String interning (WAS: SAX2/Java: Towards a final form)

Clark C. Evans clark.evans at manhattanproject.com
Thu Jan 13 20:58:09 GMT 2000


On Thu, 13 Jan 2000, David Brownell wrote:
> "Clark C. Evans" wrote: 
>> There are going to be lots of server side filter 
>> architectures using the SAX interface which may 
>> not do this.  Indeed, I'd say that the "parser" 
>> interface is mis-named.  It's really an "emitter". 
>> And I'd go so far to say that in a few years, 
>> 99% of the "emitters" out there won't be parsers!
>
> I sort of hope so.  XML data models shouldn't be forced to stop right
> above parsing; it's not always appropriate.  It should certainly be
> possible to assemble pipelines of components which may optionally
> be sourced by a parser, but don't need to be.

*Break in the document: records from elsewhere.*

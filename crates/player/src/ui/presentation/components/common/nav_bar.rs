//! Top navigation bar

use dioxus::prelude::*;

use crate::Route;

#[component]
pub fn NavBar() -> Element {
    rsx! {
        nav {
            class: "nav-bar",
            Link { class: "nav-brand", to: Route::HomeRoute {}, "The Office" }
            ul {
                class: "nav-links",
                li { Link { to: Route::HomeRoute {}, "Home" } }
                li { Link { to: Route::PersonagensRoute {}, "Personagens" } }
                li { Link { to: Route::TemporadasRoute {}, "Temporadas" } }
                li { Link { to: Route::ContatoRoute {}, "Contato" } }
                // the login page forwards to /cadastro when a session exists
                li { Link { to: Route::LoginRoute {}, "Cadastro" } }
            }
        }
    }
}
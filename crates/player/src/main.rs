//! Dunder fan site - composition root binary.

use std::sync::Arc;

#[cfg(not(target_arch = "wasm32"))]
use tracing_subscriber::{layer::SubscriberExt, util::SubscriberInitExt};

use dunder_player::application::ApiConfig;
use dunder_player::infrastructure::http_client::ApiAdapter;
use dunder_player::ports::outbound::{CharacterApiPort, PlatformPort};

fn main() {
    #[cfg(not(target_arch = "wasm32"))]
    tracing_subscriber::registry()
        .with(
            tracing_subscriber::EnvFilter::try_from_default_env()
                .unwrap_or_else(|_| "dunder_player=debug,dioxus=info".into()),
        )
        .with(tracing_subscriber::fmt::layer())
        .init();

    #[cfg(target_arch = "wasm32")]
    {
        console_error_panic_hook::set_once();
        tracing_wasm::set_as_global_default();
    }

    // Platform
    let platform = dunder_player::infrastructure::platform::create_platform();
    let platform: Arc<dyn PlatformPort> = Arc::new(platform);

    // HTTP
    let config = ApiConfig::from_env();
    tracing::info!(api = config.base_url(), "Starting Dunder fan site");
    let api: Arc<dyn CharacterApiPort> = Arc::new(ApiAdapter::new(config.clone()));

    // Launch Dioxus
    #[allow(unused_mut)]
    let mut builder = dioxus::LaunchBuilder::new();

    #[cfg(not(target_arch = "wasm32"))]
    {
        let window = dioxus_desktop::WindowBuilder::new().with_title("The Office");
        let cfg = dioxus_desktop::Config::new().with_window(window);
        builder = builder.with_cfg(cfg);
    }

    builder
        .with_context(platform)
        .with_context(dunder_player::ui::presentation::Services::new(api, config))
        .launch(dunder_player::ui::app);
}
//! Protected character management route
//!
//! Without the session flag nothing of the page renders; the history entry
//! is replaced with `/login` so going back does not land here again.

use crate::application::services::GuardDecision;
use crate::presentation::services::use_session_gate;
use crate::presentation::views::cadastro::CadastroView;
use crate::use_platform;
use crate::Route;
use dioxus::prelude::*;

#[component]
pub fn CadastroRoute() -> Element {
    let platform = use_platform();
    let navigator = use_navigator();
    let decision = use_session_gate().guard_protected();

    use_effect(move || {
        match decision {
            GuardDecision::Render => platform.set_page_title("Cadastro"),
            GuardDecision::Redirect(target) => {
                tracing::debug!(?target, "Redirecting unauthenticated visit");
                navigator.replace(Route::from(target));
            }
        }
    });

    if decision != GuardDecision::Render {
        return rsx! {};
    }

    rsx! { CadastroView {} }
}
//! Application layer
//!
//! Services here depend on port traits only. The presentation layer reaches
//! them through `ui::presentation::services`.

pub mod config;
pub mod error;
pub mod services;

pub use config::ApiConfig;
pub use error::ServiceError;
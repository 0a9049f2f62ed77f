use crate::presentation::views::personagens::PersonagensView;
use crate::use_platform;
use dioxus::prelude::*;

#[component]
pub fn PersonagensRoute() -> Element {
    let platform = use_platform();
    use_effect(move || {
        platform.set_page_title("Personagens");
    });

    rsx! { PersonagensView {} }
}
//! Auth Service - login and user registration
//!
//! Login answers with a bare `auth` boolean. Turning that into a session is
//! the job of [`super::SessionGate`].

use std::sync::Arc;

use dunder_domain::{LoginRequest, LoginResponse, RegisterUserRequest};

use crate::application::ServiceError;
use crate::ports::outbound::CharacterApiPort;

#[derive(Clone)]
pub struct AuthService {
    api: Arc<dyn CharacterApiPort>,
}

impl AuthService {
    pub fn new(api: Arc<dyn CharacterApiPort>) -> Self {
        Self { api }
    }

    /// Check credentials against `/auth/login`
    pub async fn login(&self, email: &str, password: &str) -> Result<LoginResponse, ServiceError> {
        let request = LoginRequest {
            email: email.to_string(),
            senha: password.to_string(),
        };
        match self.api.login(&request).await {
            Ok(response) => {
                tracing::info!(email, auth = response.auth, "Login answered");
                Ok(response)
            }
            Err(e) => {
                tracing::error!(email, error = %e, "Login request failed");
                Err(e.into())
            }
        }
    }

    /// Create a user account
    pub async fn register_user(
        &self,
        nome: &str,
        email: &str,
        senha: &str,
    ) -> Result<(), ServiceError> {
        let request = RegisterUserRequest {
            nome: nome.to_string(),
            email: email.to_string(),
            senha: senha.to_string(),
        };
        self.api.register_user(&request).await.map_err(|e| {
            tracing::error!(email, error = %e, "User registration failed");
            ServiceError::from(e)
        })?;
        tracing::info!(email, "User registered");
        Ok(())
    }
}

#[cfg(test)]
mod tests {
    use super::*;
    use crate::ports::outbound::{ApiError, MockCharacterApiPort};

    #[tokio::test]
    async fn login_sends_email_and_senha() {
        let mut api = MockCharacterApiPort::new();
        api.expect_login()
            .withf(|req| req.email == "jim@dundermifflin.com" && req.senha == "beesly")
            .times(1)
            .returning(|_| Ok(LoginResponse { auth: true }));
        let service = AuthService::new(Arc::new(api));

        let response = service.login("jim@dundermifflin.com", "beesly").await.unwrap();
        assert!(response.auth);
    }

    #[tokio::test]
    async fn register_failure_is_a_server_error() {
        let mut api = MockCharacterApiPort::new();
        api.expect_register_user().times(1).returning(|_| {
            Err(ApiError::Server {
                status: 409,
                message: "exists".into(),
            })
        });
        let service = AuthService::new(Arc::new(api));

        let err = service
            .register_user("Kevin", "kevin@dundermifflin.com", "chili")
            .await
            .unwrap_err();
        assert!(err.is_server());
    }
}
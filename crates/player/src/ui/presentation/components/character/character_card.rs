//! Gallery card for the public characters page

use dioxus::prelude::*;

use dunder_domain::Character;

use crate::presentation::services::use_api_config;
use crate::Route;

#[component]
pub fn CharacterCard(character: Character) -> Element {
    let config = use_api_config();
    let image = character.foto.as_ref().map(|foto| config.upload_url(foto));

    rsx! {
        div {
            class: "character-card",
            if let Some(src) = image {
                img { src: "{src}", alt: "{character.nome}" }
            }
            h3 { "{character.nome}" }
            p { "{character.descricao}" }
            Link {
                class: "saiba-mais",
                to: Route::BioRoute { id: character.id.to_string() },
                "Saiba mais"
            }
        }
    }
}
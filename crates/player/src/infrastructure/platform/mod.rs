//! Platform-specific implementations
//!
//! This module provides platform-specific implementations of the
//! platform abstraction traits defined in ports/outbound/platform.rs.
//!
//! The correct platform is selected at compile time based on the target architecture.

#[cfg(target_arch = "wasm32")]
mod wasm;

#[cfg(not(target_arch = "wasm32"))]
mod desktop;

mod memory;

#[cfg(target_arch = "wasm32")]
pub use wasm::{create_platform, WasmDocumentProvider, WasmStorageProvider};

#[cfg(not(target_arch = "wasm32"))]
pub use desktop::create_platform;

pub use memory::{MemoryStorageProvider, NoopDocumentProvider, TracingLogProvider};
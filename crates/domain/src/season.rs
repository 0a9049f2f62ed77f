//! Static season catalog
//!
//! The site ships a fixed list of nine seasons; nothing here is fetched.

/// One season of the show
#[derive(Debug, Clone, Copy, PartialEq, Eq)]
pub struct Season {
    pub id: u32,
    pub title: &'static str,
    /// Short blurb shown on the catalog card
    pub summary: &'static str,
    /// Longer text shown on the season page
    pub description: &'static str,
    /// Asset file name under the site's season image directory
    pub image: &'static str,
}

pub const SEASONS: [Season; 9] = [
    Season {
        id: 1,
        title: "1º Temporada",
        summary: "A primeira temporada de The Office.",
        description: "Descrição da primeira temporada de The Office",
        image: "s1.jpg",
    },
    Season {
        id: 2,
        title: "2º Temporada",
        summary: "A segunda temporada de The Office.",
        description: "Descrição da segunda temporada de The Office",
        image: "s2.jpg",
    },
    Season {
        id: 3,
        title: "3º Temporada",
        summary: "A terceira temporada de The Office.",
        description: "Descrição da terceira temporada de The Office",
        image: "s3.jpg",
    },
    Season {
        id: 4,
        title: "4º Temporada",
        summary: "A quarta temporada de The Office.",
        description: "Descrição da quarta temporada de The Office",
        image: "s4.jpg",
    },
    Season {
        id: 5,
        title: "5º Temporada",
        summary: "A quinta temporada de The Office.",
        description: "Descrição da quinta temporada de The Office",
        image: "s5.jpg",
    },
    Season {
        id: 6,
        title: "6º Temporada",
        summary: "A sexta temporada de The Office.",
        description: "Descrição da sexta temporada de The Office",
        image: "s6.jpg",
    },
    Season {
        id: 7,
        title: "7º Temporada",
        summary: "A sétima temporada de The Office.",
        description: "Descrição da sétima temporada de The Office",
        image: "s7.jpg",
    },
    Season {
        id: 8,
        title: "8º Temporada",
        summary: "A oitava temporada de The Office.",
        description: "Descrição da oitava temporada de The Office",
        image: "s8.jpg",
    },
    Season {
        id: 9,
        title: "9º Temporada",
        summary: "A nona temporada de The Office.",
        description: "Descrição da nona temporada de The Office",
        image: "s9.jpg",
    },
];

/// Looks up a season by its route id.
pub fn season(id: u32) -> Option<&'static Season> {
    SEASONS.iter().find(|s| s.id == id)
}
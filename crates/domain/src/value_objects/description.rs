//! Description length rule
//!
//! Descriptions are capped at [`MAX_DESCRIPTION_CHARS`] Unicode scalar values.
//! The cap is a client-side soft limit; the server may accept more.

use crate::error::ValidationError;

/// Maximum description length, in characters
pub const MAX_DESCRIPTION_CHARS: usize = 500;

/// Checks a candidate description against the cap.
///
/// Forms call this on every keystroke and drop the edit when it fails,
/// so an over-long value is never stored.
pub fn validate_description(text: &str) -> Result<(), ValidationError> {
    let len = text.chars().count();
    if len > MAX_DESCRIPTION_CHARS {
        return Err(ValidationError::description_too_long(len));
    }
    Ok(())
}

/// Characters left before the cap. Never negative.
pub fn remaining_chars(text: &str) -> usize {
    MAX_DESCRIPTION_CHARS.saturating_sub(text.chars().count())
}
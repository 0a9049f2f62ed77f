//! Character records and the write payloads built from them

use std::fmt;

use serde::{Deserialize, Serialize};

use crate::ids::CharacterId;

/// Multipart field name for the character name
pub const FIELD_NOME: &str = "nome";
/// Multipart field name for the character description
pub const FIELD_DESCRICAO: &str = "descricao";
/// Multipart field name for the character photo
pub const FIELD_FOTO: &str = "foto";

/// A character record as the server returns it
///
/// The server owns this record. The client keeps disposable copies of it
/// and never merges them; a fresh fetch replaces whatever was held.
#[derive(Debug, Clone, PartialEq, Eq, Serialize, Deserialize)]
pub struct Character {
    pub id: CharacterId,
    pub nome: String,
    #[serde(default)]
    pub descricao: String,
    /// Stored image file name, resolved against `{base}/uploads/`
    #[serde(default, skip_serializing_if = "Option::is_none")]
    pub foto: Option<String>,
}

/// Image picked by the user, sent as the `foto` multipart part
#[derive(Clone, PartialEq, Eq)]
pub struct ImageUpload {
    pub file_name: String,
    pub content_type: String,
    pub bytes: Vec<u8>,
}

impl ImageUpload {
    pub fn new(
        file_name: impl Into<String>,
        content_type: impl Into<String>,
        bytes: Vec<u8>,
    ) -> Self {
        Self {
            file_name: file_name.into(),
            content_type: content_type.into(),
            bytes,
        }
    }

    /// Builds an upload, guessing the MIME type from the file extension.
    pub fn from_file_name(file_name: impl Into<String>, bytes: Vec<u8>) -> Self {
        let file_name = file_name.into();
        let content_type = guess_content_type(&file_name).to_string();
        Self {
            file_name,
            content_type,
            bytes,
        }
    }
}

impl fmt::Debug for ImageUpload {
    fn fmt(&self, f: &mut fmt::Formatter<'_>) -> fmt::Result {
        f.debug_struct("ImageUpload")
            .field("file_name", &self.file_name)
            .field("content_type", &self.content_type)
            .field("len", &self.bytes.len())
            .finish()
    }
}

fn guess_content_type(file_name: &str) -> &'static str {
    let ext = file_name
        .rsplit_once('.')
        .map(|(_, ext)| ext.to_ascii_lowercase())
        .unwrap_or_default();
    match ext.as_str() {
        "png" => "image/png",
        "jpg" | "jpeg" => "image/jpeg",
        "gif" => "image/gif",
        "webp" => "image/webp",
        "svg" => "image/svg+xml",
        _ => "application/octet-stream",
    }
}

/// Text fields of a create/update request
///
/// `None` means "not sent". An update only touches the fields present.
#[derive(Debug, Clone, Default, PartialEq, Eq)]
pub struct CharacterFields {
    pub nome: Option<String>,
    pub descricao: Option<String>,
}

impl CharacterFields {
    pub fn new(nome: impl Into<String>, descricao: impl Into<String>) -> Self {
        Self {
            nome: Some(nome.into()),
            descricao: Some(descricao.into()),
        }
    }
}

/// Full multipart payload: text fields plus an optional replacement image
#[derive(Debug, Clone, Default, PartialEq, Eq)]
pub struct CharacterPayload {
    pub fields: CharacterFields,
    pub foto: Option<ImageUpload>,
}

impl CharacterPayload {
    pub fn new(fields: CharacterFields, foto: Option<ImageUpload>) -> Self {
        Self { fields, foto }
    }

    /// Text parts in wire order, skipping fields that are not set.
    pub fn text_parts(&self) -> Vec<(&'static str, &str)> {
        let mut parts = Vec::with_capacity(2);
        if let Some(nome) = self.fields.nome.as_deref() {
            parts.push((FIELD_NOME, nome));
        }
        if let Some(descricao) = self.fields.descricao.as_deref() {
            parts.push((FIELD_DESCRICAO, descricao));
        }
        parts
    }

    pub fn is_empty(&self) -> bool {
        self.fields.nome.is_none() && self.fields.descricao.is_none() && self.foto.is_none()
    }
}

#[cfg(test)]
mod tests {
    use super::*;

    #[test]
    fn deserializes_server_record() {
        let json = r#"{"id":7,"nome":"Dwight","descricao":"Assistant to the regional manager","foto":"dwight.png"}"#;
        let character: Character = serde_json::from_str(json).unwrap();

        assert_eq!(character.id, CharacterId::numeric(7));
        assert_eq!(character.nome, "Dwight");
        assert_eq!(character.foto.as_deref(), Some("dwight.png"));
    }

    #[test]
    fn tolerates_missing_photo_and_description() {
        let character: Character = serde_json::from_str(r#"{"id":"a1","nome":"Jim"}"#).unwrap();
        assert_eq!(character.descricao, "");
        assert_eq!(character.foto, None);
    }

    #[test]
    fn text_parts_skip_unset_fields() {
        let payload = CharacterPayload::new(
            CharacterFields {
                nome: None,
                descricao: Some("Regional manager".into()),
            },
            None,
        );
        assert_eq!(payload.text_parts(), vec![("descricao", "Regional manager")]);
        assert!(!payload.is_empty());
        assert!(CharacterPayload::default().is_empty());
    }

    #[test]
    fn guesses_image_mime_type() {
        assert_eq!(
            ImageUpload::from_file_name("Michael.JPG", vec![1]).content_type,
            "image/jpeg"
        );
        assert_eq!(
            ImageUpload::from_file_name("noext", vec![]).content_type,
            "application/octet-stream"
        );
    }
}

I've been doing alot of work building a filter architecture.  
And I've found the SAX 1.0 interface lacking.  Below is a 
suggested modification for SAX2.  Your comments would be
cool.  

Here is the relevant post to the SML-DEV list (edited 
for here for clarity).  The concepts are identical,
just add attributes, and all of the other XML stuff..


---------- Forwarded message ----------
Date: Thu, 13 Jan 2000 15:04:41 -0500 (EST)
From: Clark C. Evans <clark.evans at manhattanproject.com>
Reply-To: sml-dev at egroups.com
To: sml-dev at egroups.com
Subject: [sml-dev] Character Tugging

Consider the following interface for
"push" elements, and "pull" characters.

  public interface Handler {
    public void begin(String name) ;
    public void characters(CharTug value);
    public void end(String name);
  }
  public interface CharTug {
    public Reader   toReader();
    public String   toString()
    public boolean hasObject()
    public Object  getObject()
  }

Thus, a handler would be pushed the "begin" event, 
for every SML start tag, and an "end" event for 
every SML end tag.  

  This much is very similar to the SAX API.

However, where it differs is "characters".  For the
characters event, most SAX implementations that I
have read make a temporary copy of the relevant parts 
of input buffer in zero or more events to the handler.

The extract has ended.